PROMPT
Gather each line containing the string "IDLE" from these entries.

INFORMATION SUPPLIED
◆ ◆ ◆
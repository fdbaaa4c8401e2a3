//! Sequential page loading on top of [`PodsRepository::fetch_page`].
//!
//! [`PagingSource`] turns one repository call into a keyed page using plain
//! token arithmetic. [`Pager`] owns the loaded pages and the refresh /
//! prepend / append load states a list screen renders.
//!
//! Loads are plain futures: dropping one cancels it, leaving the
//! corresponding state at `Loading` until the next request overwrites it.

use std::sync::Arc;

use tracing::{debug, instrument, warn};

use crate::error::TransportError;
use crate::model::CatalogEntry;
use crate::repository::PodsRepository;

pub type PageKey = u32;

pub const FIRST_PAGE: PageKey = 1;

#[derive(Debug, Clone, PartialEq, Eq)]
pub struct LoadedPage {
    pub key: PageKey,
    pub data: Vec<CatalogEntry>,
    pub prev_key: Option<PageKey>,
    pub next_key: Option<PageKey>,
}

#[derive(Debug, Clone, PartialEq, Eq)]
pub enum LoadResult {
    Page(LoadedPage),
    Error(TransportError),
}

/// Cursors of the page closest to what the user last looked at.
#[derive(Debug, Clone, Copy, PartialEq, Eq, Default)]
pub struct Anchor {
    pub prev_key: Option<PageKey>,
    pub next_key: Option<PageKey>,
}

impl From<&LoadedPage> for Anchor {
    fn from(page: &LoadedPage) -> Self {
        Self {
            prev_key: page.prev_key,
            next_key: page.next_key,
        }
    }
}

/// Neighbour keys of `requested`: no previous key on the first page, no
/// next key once a page comes back empty.
pub fn neighbour_keys(requested: PageKey, is_empty: bool) -> (Option<PageKey>, Option<PageKey>) {
    let prev = if requested == FIRST_PAGE {
        None
    } else {
        requested.checked_sub(1)
    };
    let next = if is_empty {
        None
    } else {
        requested.checked_add(1)
    };
    (prev, next)
}

/// Key to restart from so a refresh lands on the page the user was viewing.
pub fn refresh_key(anchor: Option<Anchor>) -> Option<PageKey> {
    let anchor = anchor?;
    anchor
        .prev_key
        .and_then(|k| k.checked_add(1))
        .or_else(|| anchor.next_key.and_then(|k| k.checked_sub(1)))
}

#[derive(Clone)]
pub struct PagingSource {
    repository: Arc<dyn PodsRepository>,
}

impl std::fmt::Debug for PagingSource {
    fn fmt(&self, f: &mut std::fmt::Formatter<'_>) -> std::fmt::Result {
        f.debug_struct("PagingSource").finish_non_exhaustive()
    }
}

impl PagingSource {
    pub fn new(repository: Arc<dyn PodsRepository>) -> Self {
        Self { repository }
    }

    /// Load one page. `None` asks the repository for its first page.
    #[instrument(skip(self))]
    pub async fn load(&self, key: Option<PageKey>) -> LoadResult {
        let requested = key.unwrap_or(FIRST_PAGE);
        match self.repository.fetch_page(key).await {
            Ok(data) => {
                let (prev_key, next_key) = neighbour_keys(requested, data.is_empty());
                debug!(requested, size = data.len(), ?next_key, "page loaded");
                LoadResult::Page(LoadedPage {
                    key: requested,
                    data,
                    prev_key,
                    next_key,
                })
            }
            Err(err) => {
                warn!(requested, %err, "page load failed");
                LoadResult::Error(err)
            }
        }
    }
}

#[derive(Debug, Clone, PartialEq, Eq)]
pub enum LoadState {
    NotLoading { end_reached: bool },
    Loading,
    Error(TransportError),
}

impl LoadState {
    const IDLE: LoadState = LoadState::NotLoading { end_reached: false };

    pub fn is_loading(&self) -> bool {
        matches!(self, LoadState::Loading)
    }

    pub fn error(&self) -> Option<&TransportError> {
        match self {
            LoadState::Error(err) => Some(err),
            _ => None,
        }
    }
}

#[derive(Debug, Clone, Copy, PartialEq, Eq)]
enum LoadRequest {
    Refresh(Option<PageKey>),
    Prepend(PageKey),
    Append(PageKey),
}

/// Which kind of load a [`Pager`] call performed.
#[derive(Debug, Clone, Copy, PartialEq, Eq)]
pub enum LoadKind {
    Refresh,
    Prepend,
    Append,
}

impl LoadRequest {
    fn kind(&self) -> LoadKind {
        match self {
            LoadRequest::Refresh(_) => LoadKind::Refresh,
            LoadRequest::Prepend(_) => LoadKind::Prepend,
            LoadRequest::Append(_) => LoadKind::Append,
        }
    }
}

#[derive(Debug)]
pub struct Pager {
    source: PagingSource,
    pages: Vec<LoadedPage>,
    refresh: LoadState,
    prepend: LoadState,
    append: LoadState,
    failed: Option<LoadRequest>,
    anchor_page: Option<usize>,
}

impl Pager {
    pub fn new(source: PagingSource) -> Self {
        Self {
            source,
            pages: Vec::new(),
            refresh: LoadState::IDLE,
            prepend: LoadState::IDLE,
            append: LoadState::IDLE,
            failed: None,
            anchor_page: None,
        }
    }

    pub fn pages(&self) -> &[LoadedPage] {
        &self.pages
    }

    pub fn entries(&self) -> impl Iterator<Item = &CatalogEntry> {
        self.pages.iter().flat_map(|p| p.data.iter())
    }

    pub fn item_count(&self) -> usize {
        self.pages.iter().map(|p| p.data.len()).sum()
    }

    pub fn refresh_state(&self) -> &LoadState {
        &self.refresh
    }

    pub fn prepend_state(&self) -> &LoadState {
        &self.prepend
    }

    pub fn append_state(&self) -> &LoadState {
        &self.append
    }

    /// Kind of the most recent failed load still waiting for a retry.
    pub fn pending_retry(&self) -> Option<LoadKind> {
        self.failed.map(|r| r.kind())
    }

    /// Record the item the user last looked at; its page becomes the anchor.
    pub fn set_anchor_position(&mut self, position: usize) {
        let mut seen = 0;
        for (idx, page) in self.pages.iter().enumerate() {
            seen += page.data.len();
            if position < seen {
                self.anchor_page = Some(idx);
                return;
            }
        }
        // Past the end: the closest page is the last one.
        self.anchor_page = self.pages.len().checked_sub(1);
    }

    pub fn anchor(&self) -> Option<Anchor> {
        self.anchor_page
            .and_then(|idx| self.pages.get(idx))
            .map(Anchor::from)
    }

    /// Drop every page and load the first page.
    pub async fn reload(&mut self) -> &LoadState {
        self.anchor_page = None;
        self.run(LoadRequest::Refresh(None)).await;
        &self.refresh
    }

    /// Drop every page and reload around the anchor, or from the first page
    /// when no anchor is recorded.
    pub async fn refresh(&mut self) -> &LoadState {
        let key = refresh_key(self.anchor());
        self.anchor_page = None;
        self.run(LoadRequest::Refresh(key)).await;
        &self.refresh
    }

    /// Load the page after the last loaded one. Returns `false` when nothing
    /// was requested (no pages yet, a refresh pending, or end reached).
    pub async fn load_more(&mut self) -> bool {
        if !matches!(self.refresh, LoadState::NotLoading { .. }) || self.append.is_loading() {
            return false;
        }
        let Some(last) = self.pages.last() else {
            return false;
        };
        match last.next_key {
            Some(next) => {
                self.run(LoadRequest::Append(next)).await;
                true
            }
            None => {
                self.append = LoadState::NotLoading { end_reached: true };
                false
            }
        }
    }

    /// Load the page before the first loaded one, if any.
    pub async fn load_previous(&mut self) -> bool {
        if !matches!(self.refresh, LoadState::NotLoading { .. }) || self.prepend.is_loading() {
            return false;
        }
        let Some(first) = self.pages.first() else {
            return false;
        };
        match first.prev_key {
            Some(prev) => {
                self.run(LoadRequest::Prepend(prev)).await;
                true
            }
            None => {
                self.prepend = LoadState::NotLoading { end_reached: true };
                false
            }
        }
    }

    /// Re-issue the most recent failed load, keeping loaded pages.
    pub async fn retry(&mut self) -> Option<LoadKind> {
        let request = self.failed.take()?;
        self.run(request).await;
        Some(request.kind())
    }

    async fn run(&mut self, request: LoadRequest) {
        match request {
            LoadRequest::Refresh(key) => {
                self.pages.clear();
                self.failed = None;
                self.prepend = LoadState::IDLE;
                self.append = LoadState::IDLE;
                self.refresh = LoadState::Loading;
                match self.source.load(key).await {
                    LoadResult::Page(page) => {
                        self.prepend = LoadState::NotLoading {
                            end_reached: page.prev_key.is_none(),
                        };
                        self.append = LoadState::NotLoading {
                            end_reached: page.next_key.is_none(),
                        };
                        self.pages.push(page);
                        self.refresh = LoadState::IDLE;
                    }
                    LoadResult::Error(err) => {
                        self.refresh = LoadState::Error(err);
                        self.failed = Some(request);
                    }
                }
            }
            LoadRequest::Prepend(key) => {
                self.prepend = LoadState::Loading;
                match self.source.load(Some(key)).await {
                    LoadResult::Page(page) => {
                        self.prepend = LoadState::NotLoading {
                            end_reached: page.prev_key.is_none(),
                        };
                        self.pages.insert(0, page);
                        if let Some(idx) = self.anchor_page.as_mut() {
                            *idx += 1;
                        }
                        self.clear_failed(LoadKind::Prepend);
                    }
                    LoadResult::Error(err) => {
                        self.prepend = LoadState::Error(err);
                        self.failed = Some(request);
                    }
                }
            }
            LoadRequest::Append(key) => {
                self.append = LoadState::Loading;
                match self.source.load(Some(key)).await {
                    LoadResult::Page(page) => {
                        self.append = LoadState::NotLoading {
                            end_reached: page.next_key.is_none(),
                        };
                        self.pages.push(page);
                        self.clear_failed(LoadKind::Append);
                    }
                    LoadResult::Error(err) => {
                        self.append = LoadState::Error(err);
                        self.failed = Some(request);
                    }
                }
            }
        }
    }

    fn clear_failed(&mut self, kind: LoadKind) {
        if self.failed.map(|r| r.kind()) == Some(kind) {
            self.failed = None;
        }
    }
}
◆ ◆ ◆
SOLUTION
    const IDLE: LoadState = LoadState::NotLoading { end_reached: false };
            refresh: LoadState::IDLE,
            prepend: LoadState::IDLE,
            append: LoadState::IDLE,
                self.prepend = LoadState::IDLE;
                self.append = LoadState::IDLE;
                        self.refresh = LoadState::IDLE;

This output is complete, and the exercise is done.